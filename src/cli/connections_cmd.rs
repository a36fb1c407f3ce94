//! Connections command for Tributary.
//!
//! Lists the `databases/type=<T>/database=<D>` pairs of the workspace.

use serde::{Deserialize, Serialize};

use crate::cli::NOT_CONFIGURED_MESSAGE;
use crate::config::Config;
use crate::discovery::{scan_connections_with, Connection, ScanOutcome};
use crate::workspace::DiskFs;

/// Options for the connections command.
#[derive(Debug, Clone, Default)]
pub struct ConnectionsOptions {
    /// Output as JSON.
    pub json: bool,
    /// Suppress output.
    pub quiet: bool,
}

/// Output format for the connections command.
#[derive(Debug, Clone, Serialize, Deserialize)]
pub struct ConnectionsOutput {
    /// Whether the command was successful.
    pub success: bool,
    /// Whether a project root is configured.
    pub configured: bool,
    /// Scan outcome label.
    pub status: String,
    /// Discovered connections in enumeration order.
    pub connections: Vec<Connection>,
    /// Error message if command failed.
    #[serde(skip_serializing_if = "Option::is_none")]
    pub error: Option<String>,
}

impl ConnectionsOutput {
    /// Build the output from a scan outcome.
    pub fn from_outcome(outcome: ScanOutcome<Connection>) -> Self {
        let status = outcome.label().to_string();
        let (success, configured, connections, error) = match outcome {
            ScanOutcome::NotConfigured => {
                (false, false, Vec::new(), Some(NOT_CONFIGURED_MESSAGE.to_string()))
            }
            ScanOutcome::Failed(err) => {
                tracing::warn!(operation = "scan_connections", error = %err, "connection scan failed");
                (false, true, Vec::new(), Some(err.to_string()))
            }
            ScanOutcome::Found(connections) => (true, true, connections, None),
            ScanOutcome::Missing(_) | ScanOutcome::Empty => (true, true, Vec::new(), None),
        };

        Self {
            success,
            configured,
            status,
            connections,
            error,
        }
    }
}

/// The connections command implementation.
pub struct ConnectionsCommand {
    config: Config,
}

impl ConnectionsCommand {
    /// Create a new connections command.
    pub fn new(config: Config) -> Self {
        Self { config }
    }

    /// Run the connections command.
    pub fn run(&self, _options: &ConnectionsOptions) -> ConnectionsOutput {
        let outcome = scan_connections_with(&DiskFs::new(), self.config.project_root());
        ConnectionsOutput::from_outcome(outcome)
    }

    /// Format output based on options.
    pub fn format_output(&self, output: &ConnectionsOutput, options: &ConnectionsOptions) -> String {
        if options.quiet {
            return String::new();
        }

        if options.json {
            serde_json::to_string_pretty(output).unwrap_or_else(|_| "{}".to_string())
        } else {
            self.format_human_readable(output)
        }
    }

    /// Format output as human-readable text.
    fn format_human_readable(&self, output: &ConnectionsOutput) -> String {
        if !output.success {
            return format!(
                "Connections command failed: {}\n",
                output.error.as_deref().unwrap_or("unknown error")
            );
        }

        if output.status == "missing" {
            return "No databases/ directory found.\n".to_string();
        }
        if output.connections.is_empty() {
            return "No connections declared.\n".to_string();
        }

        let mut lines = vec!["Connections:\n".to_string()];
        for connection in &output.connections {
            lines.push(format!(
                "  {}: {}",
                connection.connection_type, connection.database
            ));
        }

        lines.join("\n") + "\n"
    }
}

---

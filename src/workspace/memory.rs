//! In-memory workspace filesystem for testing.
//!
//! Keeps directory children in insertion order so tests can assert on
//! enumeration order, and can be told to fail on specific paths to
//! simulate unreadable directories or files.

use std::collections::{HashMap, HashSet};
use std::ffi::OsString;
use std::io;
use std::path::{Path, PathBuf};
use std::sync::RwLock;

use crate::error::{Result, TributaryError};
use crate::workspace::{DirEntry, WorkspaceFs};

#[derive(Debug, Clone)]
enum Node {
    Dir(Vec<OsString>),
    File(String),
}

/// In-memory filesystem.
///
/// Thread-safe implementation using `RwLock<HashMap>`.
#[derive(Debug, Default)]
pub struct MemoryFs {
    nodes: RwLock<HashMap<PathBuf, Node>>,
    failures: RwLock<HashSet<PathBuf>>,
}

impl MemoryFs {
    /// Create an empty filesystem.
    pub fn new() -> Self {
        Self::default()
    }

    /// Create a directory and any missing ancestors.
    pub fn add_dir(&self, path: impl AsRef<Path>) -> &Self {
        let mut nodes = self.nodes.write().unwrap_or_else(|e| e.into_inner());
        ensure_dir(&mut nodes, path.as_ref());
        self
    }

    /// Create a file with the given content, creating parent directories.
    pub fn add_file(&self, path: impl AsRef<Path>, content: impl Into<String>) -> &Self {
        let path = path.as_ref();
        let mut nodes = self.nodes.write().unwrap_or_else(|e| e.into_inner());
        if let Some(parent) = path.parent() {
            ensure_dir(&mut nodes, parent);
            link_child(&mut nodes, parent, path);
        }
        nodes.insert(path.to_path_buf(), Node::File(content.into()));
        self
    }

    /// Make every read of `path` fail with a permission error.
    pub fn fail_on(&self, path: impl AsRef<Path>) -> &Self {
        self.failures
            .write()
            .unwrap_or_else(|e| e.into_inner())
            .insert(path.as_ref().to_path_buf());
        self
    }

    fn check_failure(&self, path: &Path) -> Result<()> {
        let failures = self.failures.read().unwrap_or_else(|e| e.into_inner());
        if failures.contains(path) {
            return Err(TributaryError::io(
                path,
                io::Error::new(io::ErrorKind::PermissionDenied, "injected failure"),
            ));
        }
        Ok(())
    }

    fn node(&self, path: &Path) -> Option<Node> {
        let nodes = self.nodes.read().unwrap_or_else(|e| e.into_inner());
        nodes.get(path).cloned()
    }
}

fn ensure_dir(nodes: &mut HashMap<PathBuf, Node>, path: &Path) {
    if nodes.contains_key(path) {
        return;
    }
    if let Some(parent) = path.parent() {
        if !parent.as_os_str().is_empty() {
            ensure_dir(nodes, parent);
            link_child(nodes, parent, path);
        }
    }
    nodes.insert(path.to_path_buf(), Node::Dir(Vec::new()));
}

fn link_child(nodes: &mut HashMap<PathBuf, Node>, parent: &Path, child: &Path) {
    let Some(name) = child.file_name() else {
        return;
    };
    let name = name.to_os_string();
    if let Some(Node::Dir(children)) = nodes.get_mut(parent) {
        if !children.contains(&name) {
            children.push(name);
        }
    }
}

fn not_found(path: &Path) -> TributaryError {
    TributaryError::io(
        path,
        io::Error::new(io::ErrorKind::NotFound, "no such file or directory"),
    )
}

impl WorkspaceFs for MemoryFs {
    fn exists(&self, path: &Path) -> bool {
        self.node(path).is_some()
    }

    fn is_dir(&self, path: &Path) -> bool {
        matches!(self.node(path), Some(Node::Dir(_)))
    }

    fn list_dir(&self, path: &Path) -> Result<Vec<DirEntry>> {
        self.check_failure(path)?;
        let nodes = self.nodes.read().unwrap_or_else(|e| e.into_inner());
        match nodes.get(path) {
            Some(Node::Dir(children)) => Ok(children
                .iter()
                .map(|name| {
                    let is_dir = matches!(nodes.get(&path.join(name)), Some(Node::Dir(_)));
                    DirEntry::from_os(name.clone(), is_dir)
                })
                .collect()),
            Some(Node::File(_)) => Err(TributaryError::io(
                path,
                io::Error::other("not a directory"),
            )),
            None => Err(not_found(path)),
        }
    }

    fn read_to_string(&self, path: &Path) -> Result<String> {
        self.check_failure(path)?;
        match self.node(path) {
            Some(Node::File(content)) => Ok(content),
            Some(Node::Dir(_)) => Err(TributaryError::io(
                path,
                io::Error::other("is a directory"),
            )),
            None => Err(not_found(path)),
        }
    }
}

...

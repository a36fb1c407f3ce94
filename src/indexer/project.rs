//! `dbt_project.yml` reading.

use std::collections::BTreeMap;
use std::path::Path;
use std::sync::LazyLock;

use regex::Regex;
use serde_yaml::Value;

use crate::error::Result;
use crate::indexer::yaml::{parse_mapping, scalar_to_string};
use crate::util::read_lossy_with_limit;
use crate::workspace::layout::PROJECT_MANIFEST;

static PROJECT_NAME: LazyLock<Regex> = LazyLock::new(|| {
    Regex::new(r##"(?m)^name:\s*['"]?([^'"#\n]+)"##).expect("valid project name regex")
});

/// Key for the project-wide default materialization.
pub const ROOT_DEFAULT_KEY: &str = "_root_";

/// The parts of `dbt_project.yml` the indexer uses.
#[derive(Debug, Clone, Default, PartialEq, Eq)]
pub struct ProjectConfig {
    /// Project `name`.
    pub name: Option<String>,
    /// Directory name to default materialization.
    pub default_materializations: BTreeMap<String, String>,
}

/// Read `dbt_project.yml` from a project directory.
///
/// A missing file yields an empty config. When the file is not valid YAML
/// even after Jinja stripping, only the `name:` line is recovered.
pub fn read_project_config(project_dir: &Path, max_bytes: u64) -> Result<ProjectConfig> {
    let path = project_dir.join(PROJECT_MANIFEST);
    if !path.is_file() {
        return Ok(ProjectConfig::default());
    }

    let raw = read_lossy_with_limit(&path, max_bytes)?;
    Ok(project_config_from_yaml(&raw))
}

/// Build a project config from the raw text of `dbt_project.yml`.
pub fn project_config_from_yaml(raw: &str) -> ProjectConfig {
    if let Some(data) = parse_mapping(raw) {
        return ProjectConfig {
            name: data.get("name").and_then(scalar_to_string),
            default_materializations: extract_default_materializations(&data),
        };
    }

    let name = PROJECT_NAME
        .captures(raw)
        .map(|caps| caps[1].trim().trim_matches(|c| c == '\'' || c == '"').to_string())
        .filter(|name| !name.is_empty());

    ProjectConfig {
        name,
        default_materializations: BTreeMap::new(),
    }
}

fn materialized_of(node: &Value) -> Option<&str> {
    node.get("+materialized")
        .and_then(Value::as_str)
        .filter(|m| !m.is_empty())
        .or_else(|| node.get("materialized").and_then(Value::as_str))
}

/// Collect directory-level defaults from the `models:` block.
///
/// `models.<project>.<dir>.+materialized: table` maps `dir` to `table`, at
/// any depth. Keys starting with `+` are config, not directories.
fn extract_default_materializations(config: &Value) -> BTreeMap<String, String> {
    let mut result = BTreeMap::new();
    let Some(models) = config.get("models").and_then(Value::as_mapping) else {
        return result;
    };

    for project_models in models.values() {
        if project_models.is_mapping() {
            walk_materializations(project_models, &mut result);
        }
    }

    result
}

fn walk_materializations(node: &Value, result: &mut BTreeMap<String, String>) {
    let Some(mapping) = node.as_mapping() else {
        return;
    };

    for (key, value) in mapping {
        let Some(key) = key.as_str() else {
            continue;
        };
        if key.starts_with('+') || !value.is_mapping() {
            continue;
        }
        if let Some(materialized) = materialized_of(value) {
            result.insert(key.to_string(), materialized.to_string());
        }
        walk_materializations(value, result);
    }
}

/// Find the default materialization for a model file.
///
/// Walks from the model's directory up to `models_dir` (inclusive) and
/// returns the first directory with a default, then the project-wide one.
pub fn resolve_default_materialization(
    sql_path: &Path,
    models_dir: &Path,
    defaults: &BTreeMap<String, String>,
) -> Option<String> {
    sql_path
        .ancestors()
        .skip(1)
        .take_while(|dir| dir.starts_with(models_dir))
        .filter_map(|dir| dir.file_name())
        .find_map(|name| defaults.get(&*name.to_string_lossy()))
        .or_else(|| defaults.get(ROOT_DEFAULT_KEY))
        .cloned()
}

→ Task prompt: Beginning with the line holding "use std::path::Path;" and ending with the line holding "Build a project", write out the stretch of material above exactly; add no further lines.

→ Answer section:
use std::path::Path;
use std::sync::LazyLock;

use regex::Regex;
use serde_yaml::Value;

use crate::error::Result;
use crate::indexer::yaml::{parse_mapping, scalar_to_string};
use crate::util::read_lossy_with_limit;
use crate::workspace::layout::PROJECT_MANIFEST;

static PROJECT_NAME: LazyLock<Regex> = LazyLock::new(|| {
    Regex::new(r##"(?m)^name:\s*['"]?([^'"#\n]+)"##).expect("valid project name regex")
});

/// Key for the project-wide default materialization.
pub const ROOT_DEFAULT_KEY: &str = "_root_";

/// The parts of `dbt_project.yml` the indexer uses.
#[derive(Debug, Clone, Default, PartialEq, Eq)]
pub struct ProjectConfig {
    /// Project `name`.
    pub name: Option<String>,
    /// Directory name to default materialization.
    pub default_materializations: BTreeMap<String, String>,
}

/// Read `dbt_project.yml` from a project directory.
///
/// A missing file yields an empty config. When the file is not valid YAML
/// even after Jinja stripping, only the `name:` line is recovered.
pub fn read_project_config(project_dir: &Path, max_bytes: u64) -> Result<ProjectConfig> {
    let path = project_dir.join(PROJECT_MANIFEST);
    if !path.is_file() {
        return Ok(ProjectConfig::default());
    }

    let raw = read_lossy_with_limit(&path, max_bytes)?;
    Ok(project_config_from_yaml(&raw))
}

/// Build a project config from the raw text of `dbt_project.yml`.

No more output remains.